Os organizadores da marcha carregavam diferentes cartazes no protesto. Parte da multidão seguiu para a praça Alfredo Sadel de Las Mercedes. Eles protestavam contra a censura que afirmam estar sendo aplicada aos meios de comunicação do país. Outra parte do protesto seguiu para a praça Castellana, questionando a injustiça sobre apreensões de estudantes e dirigentes políticos da oposição.

 

 

Uma terceira parte da multidão foi para a praça Miranda de Los Dos Caminos, pedindo por segurança no país que, desde o ano passado, teve mais de 20 mil vítimas de homicídios. A quarta parte da multidão seguiu para a cidade de Banesco. Lá, reclamaram da falta de recursos básicos para a população venezuelana, como leite e papel higiênico. Pediram também o fim das longas filas que enfrentam todos os dias no comércio. 
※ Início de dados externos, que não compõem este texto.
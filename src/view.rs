use crate::children::{passthrough, render_children, ChildRef, ComposedChild};
use crate::error::PropError;
use crate::events::EventSender;
use crate::host::RuntimeContext;
use crate::hosting::{CompatibilityContext, HostingAdapter};
use crate::props::PropertyBag;
use crate::rect::Rect;
use core::any::Any;
use core::fmt;
use core::marker::PhantomData;
use parking_lot::Mutex;
use serde_json::{Map, Value};
use std::sync::{Arc, Weak};
use uuid::Uuid;

/// A unique identifier for a view.
///
/// (this is just a UUID)
#[repr(C)]
#[derive(Debug, Clone, Copy, PartialEq, Eq, PartialOrd, Ord, Hash)]
pub struct ViewId(u32, u16, u16, [u8; 8]);

impl ViewId {
    pub fn new() -> ViewId {
        let uuid = Uuid::new_v4();
        let (a, b, c, d) = uuid.as_fields();
        ViewId(a, b, c, *d)
    }
}

/// Anything the rendering engine can be handed.
pub trait View: Any + fmt::Debug + Send + Sync {
    /// The view’s stable identity.
    fn id(&self) -> ViewId;

    /// For downcasting.
    fn as_any(&self) -> &dyn Any;

    /// The view’s frame, if it has one of its own.
    fn frame(&self) -> Rect {
        Rect::zero()
    }
}

/// A type-erased view handle.
pub type AnyView = Arc<dyn View>;

/// A statically declared view type.
///
/// ```text
/// struct Slider;
/// impl ViewType for Slider {
///     type Props = SliderProps;
/// }
/// ```
pub trait ViewType: 'static {
    /// The property bag of this view type.
    type Props: PropertyBag;

    /// The declared identifier; used as the definition name unless overridden.
    ///
    /// Defaults to the type’s name without its module path.
    fn name() -> String {
        short_type_name(core::any::type_name::<Self>()).to_string()
    }

    /// Returns an adapter around a legacy view if this view type wraps one.
    ///
    /// View types that return an adapter are instantiated with the hosting strategy.
    fn legacy_adapter(context: &RuntimeContext) -> Option<Arc<dyn HostingAdapter>> {
        let _ = context;
        None
    }

    /// Renders the view’s contents.
    ///
    /// Renders the bag’s children by default.
    fn body(props: &Self::Props, context: &CompatibilityContext) -> Vec<ComposedChild<AnyView>> {
        match props.children() {
            Some(children) => render_children(children, context, passthrough),
            None => Vec::new(),
        }
    }
}

/// Strips the module path and generic arguments from a type name.
fn short_type_name(name: &str) -> &str {
    let name = match name.find('<') {
        Some(pos) => &name[..pos],
        None => name,
    };
    match name.rfind("::") {
        Some(pos) => &name[pos + 2..],
        None => name,
    }
}

/// How a view instance is backed.
#[derive(Debug, Clone, Copy, PartialEq, Eq)]
pub enum Strategy {
    /// Composed natively from its props.
    NativeComposition,
    /// Hosts a legacy single-view adapter.
    HostingAdapter,
}

/// Binding progress of a view instance.
///
/// Events emitted before `Active` are dropped.
#[derive(Debug, Clone, Copy, PartialEq, Eq)]
pub enum BindingState {
    /// The property bag exists but nothing is wired.
    Uninitialized,
    /// A dispatch channel has been attached.
    Bound,
    /// Event fields route through the dispatch channel.
    Active,
}

#[derive(Debug)]
enum Backing {
    Composed,
    Hosting(Arc<dyn HostingAdapter>),
}

struct Inner<P> {
    props: P,
    state: BindingState,
}

/// A concrete view, created from one definition.
///
/// Owns its property bag; only holds a weak reference to the runtime context.
pub struct ViewInstance<V: ViewType> {
    id: ViewId,
    definition: String,
    backing: Backing,
    context: Weak<RuntimeContext>,
    inner: Mutex<Inner<V::Props>>,
    _type: PhantomData<fn() -> V>,
}

impl<V: ViewType> ViewInstance<V> {
    /// Creates an unbound instance with a fresh property bag.
    pub(crate) fn new(
        definition: &str,
        adapter: Option<Arc<dyn HostingAdapter>>,
        context: &Arc<RuntimeContext>,
    ) -> ViewInstance<V> {
        ViewInstance {
            id: ViewId::new(),
            definition: definition.to_string(),
            backing: match adapter {
                Some(adapter) => Backing::Hosting(adapter),
                None => Backing::Composed,
            },
            context: Arc::downgrade(context),
            inner: Mutex::new(Inner {
                props: V::Props::default(),
                state: BindingState::Uninitialized,
            }),
            _type: PhantomData,
        }
    }

    /// Wires every event field of the bag to the dispatch channel.
    pub(crate) fn bind(&self, sender: EventSender) {
        let mut inner = self.inner.lock();
        inner.state = BindingState::Bound;
        for field in inner.props.fields() {
            if let Some((name, emitter)) = field.event() {
                emitter.bind(self.id, name, sender.clone());
            }
        }
        inner.state = BindingState::Active;
    }

    /// The name of the definition this view was created from.
    pub fn definition_name(&self) -> &str {
        &self.definition
    }

    pub fn strategy(&self) -> Strategy {
        match self.backing {
            Backing::Composed => Strategy::NativeComposition,
            Backing::Hosting(_) => Strategy::HostingAdapter,
        }
    }

    pub fn binding_state(&self) -> BindingState {
        self.inner.lock().state
    }

    /// The hosted legacy adapter, if this view uses the hosting strategy.
    pub fn hosting_adapter(&self) -> Option<&Arc<dyn HostingAdapter>> {
        match &self.backing {
            Backing::Composed => None,
            Backing::Hosting(adapter) => Some(adapter),
        }
    }

    /// The runtime context, if it’s still around.
    pub fn context(&self) -> Option<Arc<RuntimeContext>> {
        self.context.upgrade()
    }

    /// Runs a closure with the property bag.
    pub fn with_props<R>(&self, f: impl FnOnce(&V::Props) -> R) -> R {
        f(&self.inner.lock().props)
    }

    /// Runs a closure with the property bag, mutably.
    pub fn with_props_mut<R>(&self, f: impl FnOnce(&mut V::Props) -> R) -> R {
        f(&mut self.inner.lock().props)
    }

    /// Applies raw prop values.
    ///
    /// Either every value is written or, on the first unknown prop or invalid value, none is.
    pub fn update_props(&self, props: &Map<String, Value>) -> Result<(), PropError> {
        let mut inner = self.inner.lock();
        let mut fields = inner.props.fields_mut();

        let mut staged = Vec::with_capacity(props.len());
        for (name, value) in props {
            let index = fields
                .iter()
                .position(|field| field.prop_name().as_deref() == Some(name.as_str()))
                .ok_or_else(|| PropError::UnknownProp { name: name.clone() })?;
            staged.push((index, fields[index].field.parse(name, value.clone())?));
        }

        for (index, value) in staged {
            fields[index].field.commit(value);
        }
        Ok(())
    }

    /// Renders this view’s contents.
    pub fn body(&self, context: &CompatibilityContext) -> Vec<ComposedChild<AnyView>> {
        match &self.backing {
            Backing::Hosting(adapter) => {
                let slot = [Some(ChildRef::Hosted(Arc::clone(adapter)))];
                render_children(&slot, context, passthrough)
            }
            Backing::Composed => V::body(&self.inner.lock().props, context),
        }
    }
}

impl<V: ViewType> fmt::Debug for ViewInstance<V> {
    fn fmt(&self, f: &mut fmt::Formatter) -> fmt::Result {
        f.debug_struct("ViewInstance")
            .field("id", &self.id)
            .field("definition", &self.definition)
            .field("backing", &self.backing)
            .field("state", &self.inner.try_lock().map(|inner| inner.state))
            .finish()
    }
}

impl<V: ViewType> View for ViewInstance<V> {
    fn id(&self) -> ViewId {
        self.id
    }

    fn as_any(&self) -> &dyn Any {
        self
    }

    fn frame(&self) -> Rect {
        match &self.backing {
            Backing::Composed => Rect::zero(),
            Backing::Hosting(adapter) => adapter.frame(),
        }
    }
}

/// A view instance of any view type.
pub trait AnyViewInstance: View {
    fn definition_name(&self) -> &str;
    fn strategy(&self) -> Strategy;
    fn binding_state(&self) -> BindingState;
    fn hosting_adapter(&self) -> Option<Arc<dyn HostingAdapter>>;
    fn update_props(&self, props: &Map<String, Value>) -> Result<(), PropError>;
    fn body(&self, context: &CompatibilityContext) -> Vec<ComposedChild<AnyView>>;

    /// Converts this into a plain view handle.
    fn into_view(self: Arc<Self>) -> AnyView;
}

impl<V: ViewType> AnyViewInstance for ViewInstance<V> {
    fn definition_name(&self) -> &str {
        ViewInstance::definition_name(self)
    }
    fn strategy(&self) -> Strategy {
        ViewInstance::strategy(self)
    }
    fn binding_state(&self) -> BindingState {
        ViewInstance::binding_state(self)
    }
    fn hosting_adapter(&self) -> Option<Arc<dyn HostingAdapter>> {
        ViewInstance::hosting_adapter(self).cloned()
    }
    fn update_props(&self, props: &Map<String, Value>) -> Result<(), PropError> {
        ViewInstance::update_props(self, props)
    }
    fn body(&self, context: &CompatibilityContext) -> Vec<ComposedChild<AnyView>> {
        ViewInstance::body(self, context)
    }
    fn into_view(self: Arc<Self>) -> AnyView {
        self
    }
}

/// Placeholder for views the current build can’t compose.
#[derive(Debug)]
pub struct UnimplementedView {
    id: ViewId,
    message: String,
}

impl UnimplementedView {
    pub fn new(message: impl Into<String>) -> UnimplementedView {
        UnimplementedView {
            id: ViewId::new(),
            message: message.into(),
        }
    }

    /// A human-readable diagnostic.
    pub fn message(&self) -> &str {
        &self.message
    }
}

impl View for UnimplementedView {
    fn id(&self) -> ViewId {
        self.id
    }

    fn as_any(&self) -> &dyn Any {
        self
    }
}

/// A handle to a created view, as given to the host runtime.
#[derive(Debug, Clone)]
pub enum PlatformView {
    Instance(Arc<dyn AnyViewInstance>),
    Unimplemented(Arc<UnimplementedView>),
}

impl PlatformView {
    pub fn id(&self) -> ViewId {
        match self {
            PlatformView::Instance(instance) => instance.id(),
            PlatformView::Unimplemented(view) => view.id(),
        }
    }

    pub fn instance(&self) -> Option<&Arc<dyn AnyViewInstance>> {
        match self {
            PlatformView::Instance(instance) => Some(instance),
            PlatformView::Unimplemented(_) => None,
        }
    }

    /// Returns the typed instance if this view is of type `V`.
    pub fn downcast_ref<V: ViewType>(&self) -> Option<&ViewInstance<V>> {
        self.instance()?.as_any().downcast_ref::<ViewInstance<V>>()
    }

    /// The diagnostic message, if this is a placeholder.
    pub fn diagnostic(&self) -> Option<&str> {
        match self {
            PlatformView::Instance(_) => None,
            PlatformView::Unimplemented(view) => Some(view.message()),
        }
    }

    /// A child slot for this view: hosted if it wraps a legacy adapter, native otherwise.
    pub fn to_child_ref(&self) -> ChildRef {
        match self {
            PlatformView::Instance(instance) => match instance.hosting_adapter() {
                Some(adapter) => ChildRef::Hosted(adapter),
                None => ChildRef::Native(Arc::clone(instance).into_view()),
            },
            PlatformView::Unimplemented(view) => ChildRef::Native(Arc::clone(view) as AnyView),
        }
    }
}

#[test]
fn test_short_type_name() {
    assert_eq!(short_type_name("roost::widgets::Slider"), "Slider");
    assert_eq!(short_type_name("Slider"), "Slider");
    assert_eq!(short_type_name("a::Wrapper<b::Inner>"), "Wrapper");
}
Uma mulher segurava um cartaz onde estava desenhado um grande revólver, em um fundo roxo, com uma mensagem que se dirigia ao governo de Nicolás Maduro: “A arte da paz não está em uma arma. Desarme o coletivo já, se queres paz”. As palavras fazem alusão às críticas contra o grupo de civis armados e partidários do governo associados a alguns dos 18 homicídios ocorridos na Venezuela desde 12 de fevereiro, quando tiveram início as manifestações. Mais de mil manifestantes foram feitos prisioneiros, mas a maioria agora está livre. Apesar disso, nos tribunais do país há 27 investigações abertas pela Procuradoria Geral sobre violações dos direitos humanos.

As manifestações deste domingo tiveram ponto inicial nos municípios de Baruta, Chacao e Sucre, na área metropolitana de Caracas. Todas foram comandadas por líderes da oposição. Os manifestantes se encontraram na praça Brión de Chacaíto, onde Jorge Rodrígues, político chavista, disse que “não toleraria manifestações”. As ruas pareciam “transbordar” de tanta gente.

Foi feito um minuto de silêncio pelos falecidos nas manifestações do país. Estudantes gritavam  “Querem falar conosco? Coloquem em sua agenda: a liberdade dos estudantes não é negociável”, em resposta à Conferência Nacional de Paz, realizada pelo governo na semana passada.

“O governo tem de garantir o direito à vida”, defenderam nos protestos. Outra manifestação foi marcada para esta segunda-feira, com concentração na praça Alfredo Sadel.

Manifestantes são dispersados em Altamira, no leste de Caracas

A polícia da Venezuela dispersou neste domingo com bombas de gás lacrimogêneo os manifestantes que estavam reunidos na Praça de Altamira e seus arredores, no leste de Caracas, após um protesto antigovernamental na região, que terminou sem incidentes violentos. Ramón Muchacho, prefeito de Chacao, palco dos enfrentamentos com a polícia, informou que os serviços de emergência de sua Prefeitura atenderam 17 pessoas no início da noite, duas delas feridas com balas de chumbo.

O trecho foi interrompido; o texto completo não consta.